By scrapping President Barack Obama's 2010 health care overhaul, Walker's plan ... would take away health coverage from some unknowable share of the millions of people who have gained it under Obamacare. It promotes benefits like less regulation and less federal spending on health insurance, as well as cheaper coverage for some young and healthy people. But like all the other Republican "repeal and replace" plans that have appeared in the last few years, Walker's proposal never acknowledges the trade-offs and consequences of these changes.

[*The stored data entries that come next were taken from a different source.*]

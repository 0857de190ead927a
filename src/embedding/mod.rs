//! Embedding collaborator for the vector context path.

mod ollama;

pub use ollama::OllamaEmbeddingClient;

use crate::config::{Config, EmbeddingProvider};
use async_trait::async_trait;
use std::sync::Arc;
use thiserror::Error;

const DEFAULT_OLLAMA_URL: &str = "http://127.0.0.1:11434";

/// Errors raised by embedding providers.
#[derive(Debug, Error)]
pub enum EmbeddingError {
    /// Provider could not be configured; not retried.
    #[error("Embedding configuration error: {0}")]
    Config(String),
    /// Provider failed to produce embeddings for the input.
    #[error("Failed to generate embeddings: {0}")]
    GenerationFailed(String),
}

/// Interface implemented by embedding backends.
#[async_trait]
pub trait EmbeddingClient: Send + Sync {
    /// Number of components in every produced vector.
    fn dimension(&self) -> usize;

    /// Produce one embedding vector per text, in input order.
    async fn embed(&self, texts: &[String]) -> Result<Vec<Vec<f32>>, EmbeddingError>;
}

/// Deterministic offline embeddings derived from the text bytes.
///
/// Useful for development and tests; similarity is only lexical.
pub struct HashEmbeddingClient {
    dimension: usize,
}

impl HashEmbeddingClient {
    /// Build a client producing vectors of `dimension` components.
    pub fn new(dimension: usize) -> Result<Self, EmbeddingError> {
        if dimension == 0 {
            return Err(EmbeddingError::Config(
                "embedding dimension must be greater than zero".into(),
            ));
        }
        Ok(Self { dimension })
    }

    fn encode(&self, text: &str) -> Vec<f32> {
        let mut embedding = vec![0.0_f32; self.dimension];
        for (idx, byte) in text.bytes().enumerate() {
            embedding[idx % self.dimension] += f32::from(byte) / 255.0;
        }

        let norm = embedding
            .iter()
            .map(|value| value * value)
            .sum::<f32>()
            .sqrt();
        if norm > 0.0 {
            for value in &mut embedding {
                *value /= norm;
            }
        }
        embedding
    }
}

#[async_trait]
impl EmbeddingClient for HashEmbeddingClient {
    fn dimension(&self) -> usize {
        self.dimension
    }

    async fn embed(&self, texts: &[String]) -> Result<Vec<Vec<f32>>, EmbeddingError> {
        Ok(texts.iter().map(|text| self.encode(text)).collect())
    }
}

/// Build the embedding provider selected by configuration.
pub fn embedding_client_from_config(
    config: &Config,
) -> Result<Arc<dyn EmbeddingClient>, EmbeddingError> {
    let client: Arc<dyn EmbeddingClient> = match config.embedding_provider {
        EmbeddingProvider::Hash => Arc::new(HashEmbeddingClient::new(config.embedding_dimension)?),
        EmbeddingProvider::Ollama => {
            let base_url = config
                .ollama_url
                .clone()
                .unwrap_or_else(|| DEFAULT_OLLAMA_URL.to_string());
            Arc::new(OllamaEmbeddingClient::new(
                base_url,
                config.embedding_model.clone(),
                config.embedding_dimension,
            )?)
        }
    };
    tracing::debug!(
        provider = ?config.embedding_provider,
        model = %config.embedding_model,
        dimension = config.embedding_dimension,
        "Embedding client initialized"
    );
    Ok(client)
}
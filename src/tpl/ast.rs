use std::ops::Range;

/// 模板中的一个标签单元；结构化标签（条件、循环）带有嵌套的 `Section`
#[derive(Debug, Clone, PartialEq)]
pub struct Block {
    /// 标签自身在源文本中的字节范围；条件和循环覆盖到闭合标签结束
    pub span: Range<usize>,
    pub kind: BlockKind,
}

#[derive(Debug, Clone, PartialEq)]
pub enum BlockKind {
    Var {
        placeholder: String,
        unescaped: bool,
    },
    Condition(Condition),
    Loop(Loop),
    Include {
        path: String,
        eval: bool,
    },
    Hook {
        keyword: String,
        raw_expr: String,
    },
}

/// 一段连续的模板正文及其中的标签
#[derive(Debug, Clone, PartialEq, Default)]
pub struct Section {
    pub range: Range<usize>,
    pub blocks: Vec<Block>,
}

#[derive(Debug, Clone, PartialEq)]
pub struct Condition {
    pub negate: bool,
    pub thing: String,
    pub test: Test,
    pub on_true: Section,
    /// 仅在出现 `{{else}}` 时存在
    pub on_false: Option<Section>,
}

#[derive(Debug, Clone, PartialEq)]
pub enum Test {
    /// `{{if thing}}`
    Truthy,
    Compare { operator: Operator, value: String },
}

#[derive(Debug, Clone, Copy, PartialEq, Eq)]
pub enum Operator {
    Eq,
    Neq,
    Gt,
    Lt,
    Gte,
    Lte,
}

impl Operator {
    pub fn parse(s: &str) -> Option<Self> {
        match s {
            "eq" | "=" | "==" => Some(Operator::Eq),
            "neq" | "!=" | "<>" => Some(Operator::Neq),
            "gt" | ">" => Some(Operator::Gt),
            "lt" | "<" => Some(Operator::Lt),
            "gte" | ">=" => Some(Operator::Gte),
            "lte" | "<=" => Some(Operator::Lte),
            _ => None,
        }
    }
}

#[derive(Debug, Clone, PartialEq)]
pub struct Loop {
    pub list: String,
    pub iterator: String,
    pub index: Option<String>,
    pub body: Section,
}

It's true that Walker's plan is arguably the most detailed "Obamacare" alternative any GOP candidate has produced -- and that includes the 2012 field -- though this isn't necessarily high praise, since we're really just talking about a vague outline with a few more bullet points than the usual bumper-sticker plans health care wonks have been rolling their eyes at for years.
 
Is the plan any good at providing health security? For some, maybe -- if you're wealthy, healthy, and have no intention of ever seeking medical care, Scott Walker's vision of health care reform would very likely meet your needs quite well.
 
But for everyone else, this plan is almost dangerously misguided.
 
For example, when Walker talks about "repealing Obamacare," he's not just nibbling around the edges -- the far-right governor intends to eliminate every benefit that millions of families are currently enjoying. Practically every consumer protection, every tax break, and every safeguard would simply cease to be -- regardless of efficacy or popularity.
 
In its place, American consumers would left with something vastly worse. Protections for those with pre-existing conditions would be severely weakened. Subsidies for private coverage would be paltry and ultimately useless. Untold millions would lose the security they currently enjoy, all in the name of "freedom."
 
Of course, Walker wasn't the only one talking about health care yesterday. Sen. Marco Rubio (R-Fla.) published a Politico op-ed sketching out his own reform package. Alert readers may have noticed the similarities between it and a related piece the far-right senator wrote for Fox News a few months ago -- much of it was copied, word for word.
 
It's difficult to delve too deeply into the details, because Rubio doesn't offer any -- it's a fairly short, wildly dishonest op-ed -- but the Florida Republican seems to envision a system in which consumers pay more for worse coverage, predicated on the assumption that under the pre-ACA model, American consumers had it too good.
 
The Walker and Rubio plans are fairly similar, and Jon Chait flagged the key element that defines both policies: "Walker and Rubio are fairly clear about their plans for regulating the insurance market. They want to go back to the pre-Obamacare, deregulated system. They'd eliminate the requirements that insurance plans cover essential benefits, and let them charge higher prices to sicker customers. That's good for people who have very limited medical needs (as long as they never obtain a serious medical condition, or have a family with somebody with a serious medical condition). It's bad for people who have, or ever will have, higher medical needs."
 
There was some chatter yesterday that the unveiling of these ideas was part of an effort to change the direction of the 2016 conversation -- away from the Trump circus and towards actual Republican policy ideas. As much as I'd like to believe that, I actually assume the opposite -- Walker and Rubio want credit for having some shadow of an idea about a major national issue, but they rolled out their health care plans in mid-August, when the political world's attention was elsewhere, probably hoping few would look closely at their ridiculous proposals.
Because the fact of the matter is, there simply aren't enough rich, healthy families in the nation to rally behind plans like these. If Americans ever took a good, long look at the Walker and Rubio plans and voted accordingly, the GOP candidates would lose every state.